La question sembla plonger Natsuki dans une tristesse immense. Il détourna le regard, les traits tendus, comme si une honte suprême le submergeait.
-Je ne sais pas... Je me suis réveillé comme ça, il y a de longues années.
-Comme ça ?
-Oui. Je veux dire, un beau jour je me suis réveillé dans un hôpital... et j'ai tout oublié.
-Mais après, Natsuki... Durant toutes ces années, qu'es-tu devenu ?
-Ne me pose pas ce genre de questions, se lamenta le jeune homme en agrippant ses fines mains tremblantes à ses bras. Tout ce qui compte maintenant est que je ne suis plus seul. Dis, Hakuei, tu es là maintenant, hein ? Tu ne me laisseras plus tomber, dis, tu ne me laisseras plus...

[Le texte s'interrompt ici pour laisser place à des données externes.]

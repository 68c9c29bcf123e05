//! Provides clients and utilities for interacting with external APIs.
//!
//! Includes:
//! - `discord`: Client for the application commands endpoints of the Discord REST API.

mod discord;
mod discord_test;

pub use discord::*;
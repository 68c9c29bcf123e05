mod api;
mod cli;
mod error;
mod models;
mod store;

use api::DiscordClient;
use clap::Parser;
use cli::{Cli, Config, TerminalConsole, Workflow};
use colored::*;
use error::AppError;
use std::process::ExitCode;
use tracing::{error, info};
use tracing_subscriber::EnvFilter;

#[tokio::main]
async fn main() -> ExitCode {
    // Only --help and --version; everything else is asked interactively
    let _cli = Cli::parse();

    // Initialize logging on stderr so it does not interleave with the prompts
    tracing_subscriber::fmt()
        .with_env_filter(EnvFilter::from_default_env())
        .with_writer(std::io::stderr)
        .init();

    info!("Starting Discord command manager...");

    println!("{}", "🤖 Discord Command Manager - v1.0".cyan().bold());
    println!(
        "{}",
        "Ce script permet de récupérer et supprimer les commandes slash de votre bot Discord."
            .magenta()
    );

    let mut console = TerminalConsole::new();

    let config = match Config::collect(&mut console) {
        Ok(config) => config,
        Err(e) => {
            error!("Failed to collect configuration: {:?}", e);
            println!("{}", startup_failure_message(&e).red());
            return ExitCode::FAILURE;
        },
    };

    let client = match DiscordClient::new(&config) {
        Ok(client) => client,
        Err(e) => {
            error!("Failed to build HTTP client: {:?}", e);
            println!("{} {}", "❌ Erreur générale:".red(), e.to_string().red());
            return ExitCode::FAILURE;
        },
    };

    let mut workflow = Workflow::new(config, client, console);
    if let Err(e) = workflow.run().await {
        error!("Workflow aborted: {:?}", e);
        println!("{} {}", "❌ Erreur générale:".red(), e.to_string().red());
        return ExitCode::FAILURE;
    }

    ExitCode::SUCCESS
}

/// Message printed when configuration collection fails. Only missing credentials count as an
/// incomplete configuration; console failures are general errors.
fn startup_failure_message(e: &AppError) -> String {
    match e {
        AppError::Config(reason) => format!(
            "❌ {}\n❌ Configuration incomplète. Le script va se terminer.",
            reason
        ),
        other => format!("❌ Erreur générale: {}", other),
    }
}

Le visage de Hakuei s'assombrit, ses sourcils se froncèrent en un arc d'intrigue.
-Pourquoi est-ce que tu dis cela ?
Natsuki sembla déstabilisé. Le visage décomposé, il porta son regard à travers la fenêtre et sembla réfléchir longtemps, perdu dans les méandres alambiquées de ses pensées.
-Je ne sais pas. Ne me laisse pas.
-Natsuki, je n'ai jamais fait ça par le passé.

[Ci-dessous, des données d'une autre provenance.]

//! The interactive menu workflow, modelled as an explicit state machine.
//!
//! Each call to [`Workflow::step`] consumes one state, reads whatever console input that state
//! needs, performs the matching API or file operation, and returns the next state.
//! [`Workflow::run`] loops from `MainMenu` until `Exit`.

use crate::api::CommandApi;
use crate::cli::config::Config;
use crate::cli::console::{show_commands, Console, Tone};
use crate::error::Result;
use crate::models::{CommandRecord, ListOutcome, Scope};
use crate::store::CommandStore;
use tracing::{debug, error, info};

/// Command lists fetched by the retrieve flow and handed over to the delete flow.
#[derive(Debug, Clone, PartialEq, Default)]
pub struct Prefetched {
    pub global: Vec<CommandRecord>,
    pub guild: Vec<CommandRecord>,
}

impl Prefetched {
    fn take(&mut self, scope: Scope) -> Vec<CommandRecord> {
        match scope {
            Scope::Global => std::mem::take(&mut self.global),
            Scope::Guild => std::mem::take(&mut self.guild),
        }
    }
}

/// A position in the menu flow.
#[derive(Debug, Clone, PartialEq)]
pub enum State {
    MainMenu,
    Retrieve,
    /// Scope choice of the delete flow. Lists handed over by `Retrieve` are reused instead of
    /// being fetched again.
    DeleteScope {
        prefetched: Option<Prefetched>,
    },
    AllOrOne {
        scope: Scope,
        commands: Vec<CommandRecord>,
    },
    ConfirmAll {
        scope: Scope,
        commands: Vec<CommandRecord>,
    },
    PickOne {
        scope: Scope,
        commands: Vec<CommandRecord>,
    },
    ConfirmOne {
        scope: Scope,
        command: CommandRecord,
    },
    Exit,
}

/// Drives the menus. Owns the configuration for the whole session.
pub struct Workflow<A, C> {
    config: Config,
    api: A,
    store: CommandStore,
    console: C,
}

impl<A: CommandApi, C: Console> Workflow<A, C> {
    pub fn new(config: Config, api: A, console: C) -> Self {
        let store = CommandStore::new(&config);
        Self {
            config,
            api,
            store,
            console,
        }
    }

    /// Runs the menus until the user quits.
    ///
    /// # Errors
    ///
    /// Only console failures escape; API and file errors are reported and the flow goes on.
    pub async fn run(&mut self) -> Result<()> {
        let mut state = State::MainMenu;
        while state != State::Exit {
            state = self.step(state).await?;
        }
        info!("Workflow finished");
        Ok(())
    }

    /// Executes one state and returns the next one.
    pub async fn step(&mut self, state: State) -> Result<State> {
        debug!("Entering state {:?}", state);
        match state {
            State::MainMenu => self.main_menu(),
            State::Retrieve => self.retrieve().await,
            State::DeleteScope { prefetched } => self.delete_scope(prefetched).await,
            State::AllOrOne { scope, commands } => self.all_or_one(scope, commands),
            State::ConfirmAll { scope, commands } => self.confirm_all(scope, commands).await,
            State::PickOne { scope, commands } => self.pick_one(scope, commands),
            State::ConfirmOne { scope, command } => self.confirm_one(scope, command).await,
            State::Exit => Ok(State::Exit),
        }
    }

    fn main_menu(&mut self) -> Result<State> {
        self.console
            .emit(Tone::Heading, "=== GESTIONNAIRE DE COMMANDES DISCORD ===");
        self.console.emit(Tone::Info, "1. Récupérer les commandes");
        self.console.emit(Tone::Info, "2. Supprimer des commandes");
        self.console.emit(Tone::Info, "3. Quitter");

        let choice = self.console.ask("Choisissez une option (1-3)")?;
        match choice.trim() {
            "1" => Ok(State::Retrieve),
            "2" => Ok(State::DeleteScope { prefetched: None }),
            "3" => {
                self.console.emit(Tone::Success, "Au revoir!");
                Ok(State::Exit)
            },
            _ => {
                self.console
                    .emit(Tone::Error, "Option non reconnue. Veuillez réessayer.");
                Ok(State::MainMenu)
            },
        }
    }

    async fn retrieve(&mut self) -> Result<State> {
        self.console
            .emit(Tone::Heading, "=== RÉCUPÉRATION DES COMMANDES ===");

        let global = self.fetch_and_save(Scope::Global).await?;
        let guild = if self.config.has_guild() {
            self.fetch_and_save(Scope::Guild).await?
        } else {
            self.console.emit(
                Tone::Warning,
                "Aucun ID de serveur spécifié, les commandes de serveur ne seront pas récupérées.",
            );
            Vec::new()
        };

        self.console
            .emit(Tone::Success, "Récupération des commandes terminée.");

        if global.is_empty() && guild.is_empty() {
            return Ok(State::MainMenu);
        }
        if self
            .console
            .confirm("Voulez-vous également supprimer des commandes maintenant?")?
        {
            Ok(State::DeleteScope {
                prefetched: Some(Prefetched { global, guild }),
            })
        } else {
            Ok(State::MainMenu)
        }
    }

    async fn delete_scope(&mut self, prefetched: Option<Prefetched>) -> Result<State> {
        self.console
            .emit(Tone::Heading, "=== SUPPRESSION DES COMMANDES ===");
        self.console
            .emit(Tone::Info, "1. Supprimer des commandes globales");
        self.console
            .emit(Tone::Info, "2. Supprimer des commandes de serveur");
        self.console.emit(Tone::Info, "3. Retour au menu principal");

        let choice = self.console.ask("Choisissez une option (1-3)")?;
        let scope = match choice.trim() {
            "1" => Scope::Global,
            "2" => {
                if !self.config.has_guild() {
                    self.console.emit(
                        Tone::Error,
                        "Aucun ID de serveur spécifié dans la configuration.",
                    );
                    return Ok(State::MainMenu);
                }
                Scope::Guild
            },
            "3" => return Ok(State::MainMenu),
            _ => {
                self.console
                    .emit(Tone::Error, "Option non reconnue. Veuillez réessayer.");
                return Ok(State::MainMenu);
            },
        };

        let commands = match prefetched {
            Some(mut lists) => lists.take(scope),
            None => {
                let outcome = self.fetch(scope).await?;
                if outcome.is_failed() {
                    return Ok(State::MainMenu);
                }
                outcome.commands().to_vec()
            },
        };

        if show_commands(&mut self.console, &commands, scope) {
            Ok(State::AllOrOne { scope, commands })
        } else {
            Ok(State::MainMenu)
        }
    }

    fn all_or_one(&mut self, scope: Scope, commands: Vec<CommandRecord>) -> Result<State> {
        let choice = self.console.ask(&format!(
            "Voulez-vous supprimer toutes les commandes {} ou seulement une commande spécifique? (T = toutes / S = spécifique)",
            scope.label()
        ))?;

        match choice.trim().to_lowercase().as_str() {
            "t" => Ok(State::ConfirmAll { scope, commands }),
            "s" => Ok(State::PickOne { scope, commands }),
            _ => {
                self.console
                    .emit(Tone::Error, "Option non reconnue. Suppression annulée.");
                Ok(State::MainMenu)
            },
        }
    }

    async fn confirm_all(&mut self, scope: Scope, commands: Vec<CommandRecord>) -> Result<State> {
        let confirmed = self.console.confirm(&format!(
            "ATTENTION: Voulez-vous vraiment supprimer TOUTES les commandes {}?",
            scope.label()
        ))?;
        if !confirmed {
            self.console.emit(
                Tone::Warning,
                &format!("Suppression des commandes {} annulée.", scope.label()),
            );
            return Ok(State::MainMenu);
        }

        self.console.emit(
            Tone::Info,
            &format!("Suppression de toutes les commandes {}...", scope.label()),
        );

        // One request at a time; a failed delete does not stop the others.
        let mut deleted = 0;
        for command in &commands {
            if self.delete(scope, command).await? {
                deleted += 1;
            }
        }

        let failed = commands.len() - deleted;
        info!(
            "Bulk delete of {} commands finished: {} deleted, {} failed",
            scope, deleted, failed
        );
        self.console.emit(
            Tone::Success,
            &format!(
                "Suppression de toutes les commandes {} terminée ({}/{} supprimées).",
                scope.label(),
                deleted,
                commands.len()
            ),
        );
        if failed > 0 {
            self.console.emit(
                Tone::Warning,
                &format!("{} suppression(s) ont échoué.", failed),
            );
        }
        Ok(State::MainMenu)
    }

    fn pick_one(&mut self, scope: Scope, commands: Vec<CommandRecord>) -> Result<State> {
        let answer = self
            .console
            .ask("Entrez l'ID de la commande à supprimer")?;
        let command_id = answer.trim();

        match commands.into_iter().find(|c| c.id == command_id) {
            Some(command) => Ok(State::ConfirmOne { scope, command }),
            None => {
                self.console.emit(
                    Tone::Error,
                    &format!("Aucune commande trouvée avec l'ID {}.", command_id),
                );
                Ok(State::MainMenu)
            },
        }
    }

    async fn confirm_one(&mut self, scope: Scope, command: CommandRecord) -> Result<State> {
        let confirmed = self.console.confirm(&format!(
            "Voulez-vous vraiment supprimer la commande \"{}\"?",
            command.name
        ))?;
        if !confirmed {
            self.console.emit(Tone::Warning, "Suppression annulée.");
            return Ok(State::MainMenu);
        }

        self.console.emit(Tone::Info, "Suppression de la commande...");
        self.delete(scope, &command).await?;
        Ok(State::MainMenu)
    }

    /// Lists the commands of `scope`, reporting a failed request as an error.
    async fn fetch(&mut self, scope: Scope) -> Result<ListOutcome> {
        self.console.begin_activity(&format!(
            "Récupération des commandes {}...",
            scope.label()
        ))?;
        let outcome = self.api.list_commands(scope).await;
        self.console.end_activity();

        if let ListOutcome::Failed(reason) = &outcome {
            self.console.emit(
                Tone::Error,
                &format!(
                    "Erreur lors de la récupération des commandes {}: {}",
                    scope.label(),
                    reason
                ),
            );
        }
        Ok(outcome)
    }

    /// Lists, saves and displays the commands of `scope`. Nothing is written for an empty
    /// or failed list.
    async fn fetch_and_save(&mut self, scope: Scope) -> Result<Vec<CommandRecord>> {
        match scope {
            Scope::Global => self
                .console
                .emit(Tone::Info, "Récupération des commandes globales..."),
            Scope::Guild => self.console.emit(
                Tone::Info,
                &format!(
                    "Récupération des commandes spécifiques au serveur {}...",
                    self.config.guild_id.as_deref().unwrap_or_default()
                ),
            ),
        }

        let outcome = self.fetch(scope).await?;
        if outcome.is_failed() {
            return Ok(Vec::new());
        }

        let commands = outcome.commands();
        if !commands.is_empty() {
            match self.store.save(commands, scope).await {
                Ok(path) => self.console.emit(
                    Tone::Success,
                    &format!("Données sauvegardées dans {}", path.display()),
                ),
                Err(e) => {
                    error!("Failed to save {} commands: {:?}", scope, e);
                    self.console.emit(
                        Tone::Error,
                        &format!(
                            "Impossible de sauvegarder {}: {}",
                            self.store.path_for(scope).display(),
                            e
                        ),
                    );
                },
            }
        }
        show_commands(&mut self.console, commands, scope);
        Ok(commands.to_vec())
    }

    /// Deletes one command and reports the outcome.
    async fn delete(&mut self, scope: Scope, command: &CommandRecord) -> Result<bool> {
        self.console.begin_activity(&format!(
            "Suppression de \"{}\" (ID: {})...",
            command.name, command.id
        ))?;
        let deleted = self
            .api
            .delete_command(scope, &command.id, &command.name)
            .await;
        self.console.end_activity();

        if deleted {
            self.console.emit(
                Tone::Success,
                &format!(
                    "Commande \"{}\" (ID: {}) supprimée avec succès.",
                    command.name, command.id
                ),
            );
        } else {
            self.console.emit(
                Tone::Error,
                &format!(
                    "Échec de la suppression de la commande \"{}\" (ID: {}).",
                    command.name, command.id
                ),
            );
        }
        Ok(deleted)
    }
}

-Je ne peux pas le savoir, ce que tu as fait. J'ai tout oublié.
-Alors pourquoi me supplies-tu de ne plus te laisser comme si je t'avais déjà abandonné ?
-Hakuei, fais-moi sortir d'ici, je t'en supplie.
-Je ne peux pas, répondit-il d'une voix étranglée par les sanglots de détresse naissants.
-Si tu le voulais vraiment, tu le pourrais.
-Je ne le peux pas ! Tu comprends que j'ai des ennuis avec la justice après ce que j'ai fait ?
Dépité, Natsuki se détacha de Hakuei et se laissa retomber mollement sur le lit, morose.
-Pourquoi est-ce que je ne pense pas aux choses les plus évidentes ? marmonna tristement Natsuki. Un tel égoïsme ne devrait pas exister en ce monde.
-C'est vrai. Tu ne réalises pas à quel point tu es égoïste.
Quels mots tranchants derrière ce ton paradoxalement tendre et envoûtant. Sans un mot, Natsuki se recroquevilla et enfouit son visage coupable entre ses bras.
-Parce qu'il n'en tient qu'à toi de sortir d'ici. Il n'en tient qu'à toi de te sauver. Il n'en tient qu'à toi de me rendre heureux et de te soulager en venant vivre chez moi. Mais parce que tu es extrêmement égoïste envers ta propre vie et envers l'amour que te portent les autres, tu refuses de manger.
-Hakuei...

Le ton était infiniment bas et douloureux, comme si sa voix était sur le point de se briser. Hakuei vint s'agenouiller contre le lit, le visage à la hauteur de celui de l'homme qui ferma les yeux pour ne pas supporter son regard empreint de chagrin.
-Oui, Natsuki.
-Cela fait atrocement peur... tu sais.
-Pardon ?
-Manger, Hakuei. Faire en sorte de vivre, c'est comme se jeter dans la gueule du loup. C'est pour moi le vrai suicide. Je ne peux pas faire ça, me condamner à vivre une vie dont j'ai atrocement peur. Moi, si je meurs, je ne serai plus effrayé de rien.
-Ne dis pas des choses pareilles, se lamenta Hakuei que le désarroi envahissait.
-Et tu vois, Hakuei, depuis que tu es entré dans ma vie, j'ai encore plus peur...
Le cœur de Hakuei a sauté un battement.
-Me vois-tu encore comme une menace ?
 Natsuki a rouvert les yeux. Sur ses lèvres s'est dessiné un sourire amalgamé d'une infinité de sentiments, et dans ses prunelles de glace brillait une chaude lueur qui semblait signifier merci.
-Depuis que tu es là, Hakuei, j'ai aussi peur de mourir.

Quand Hakuei a voulu se pencher pour déposer un chaste baiser sur le front de Natsuki, le jeune homme a redressé la tête et ses lèvres ont atterri sur les siennes.